Клод был на нервах, плохо себя чувствовал, ему хотелось, чтобы Толстяк оставил его в покое.

— Я устал, — сказал Толстяк.

— Я тоже. День был долгий. Иди передохни, я за тобой зайду перед ужином.

— Не, я не про то… Я от войны устал.

Клод не ответил.

— Ты людей убивал, Попик?

— Да.

— И я тоже. Я думаю, нас это будет преследовать всю оставшуюся жизнь.

— Мы делали, что должно, Толстяк.

— Не хочу больше убивать…

— Ступай отдохни, Толстяк. Я за тобой попозже зайду.

Говорил он сухо, неприязненно. Толстяк встал и грустно ушел. Почему малыш Клод не хочет немножко с ним поговорить? В последнее время ему было одиноко. Он улегся под столетней сосной. Ему почудились звуки отдаленного боя. Незадолго до начала “Драгуна” союзники перехватили телеграмму Гитлера с приказом войскам покинуть юг Франции и вернуться в Германию. Разведслужбы постарались, чтобы приказ не дошел до частей, стоящих в Провансе: высадка застала их врасплох, и теперь их громили американские и французские войска. Господство рейха во Франции рушилось. Одновременно в Париже назревало восстание.

57

За задернутыми шторами, в полумраке, он сидел в своем кабинете и смотрел на Катю. Девятнадцатое августа. Американцы стоят на подступах к городу, вот-вот к ним подойдут и танки генерала Леклерка.
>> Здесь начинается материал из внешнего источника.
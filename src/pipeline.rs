//! Scan + parse glue shared by the CLI and the integration tests.
//!
//! Both entry points treat "no tokens at all" as a load failure (`ParseStatus::Error`) rather
//! than a syntax error: there is nothing to parse, so the parser is never invoked.

use tiny_syntax::diagnostics::LexError;
use tiny_syntax::interchange::{MalformedLine, read_tokens};
use tiny_syntax::lexer::{self, Token};
use tiny_syntax::parser::{self, ParseResult, ParserConfig};

/// Outcome of parsing raw source text.
#[derive(Debug, Clone)]
pub struct SourceParse {
    /// Flattened token stream that was handed to the parser.
    pub tokens: Vec<Token>,
    pub lex_errors: Vec<LexError>,
    pub result: ParseResult,
}

impl SourceParse {
    /// `true` when scanning reported nothing and the parse was accepted.
    pub fn is_clean(&self) -> bool {
        self.lex_errors.is_empty() && self.result.is_accepted()
    }
}

/// Outcome of parsing a persisted token file.
#[derive(Debug, Clone)]
pub struct TokenTextParse {
    pub result: ParseResult,
    /// Lines that could not be read as `lexeme,KIND`.
    pub skipped: Vec<MalformedLine>,
}

/// Scan and parse source text.
#[tracing::instrument(skip_all, fields(source_len = source.len()))]
pub fn parse_source(source: &str, config: ParserConfig) -> SourceParse {
    let scanned = lexer::scan(source);
    let lex_errors = scanned.errors.clone();
    let tokens = scanned.into_tokens();
    let result = parse_tokens(&tokens, config);

    SourceParse {
        tokens,
        lex_errors,
        result,
    }
}

/// Read a token file and parse the tokens it contains.
#[tracing::instrument(skip_all, fields(text_len = text.len()))]
pub fn parse_token_text(text: &str, config: ParserConfig) -> TokenTextParse {
    let file = read_tokens(text);
    TokenTextParse {
        result: parse_tokens(&file.tokens, config),
        skipped: file.skipped,
    }
}

fn parse_tokens(tokens: &[Token], config: ParserConfig) -> ParseResult {
    if tokens.is_empty() {
        tracing::warn!("no tokens to parse");
        return ParseResult::no_tokens();
    }
    parser::parse_with_config(tokens, config)
}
“Лютеция” опустела: все агенты абвера сбежали. Лишь несколько призраков в военной форме слонялись по гостинице, наслаждаясь напоследок ее роскошью. Шампанское, икра… Ну, проиграли войну, надо же что-то делать. Кунцер подошел к окну, просунул голову между тяжелыми полотнищами и пристально оглядел бульвар. Он знал, что пора уезжать. Остаться значит погибнуть. Дело шло к вечеру. Скоро год, как у него отняли Катю. Он схватил кожаный чемоданчик, положил туда Библию и обожаемое фото. Переложил еще раз, и еще, оттягивая отъезд. Все прочее больше не имело значения.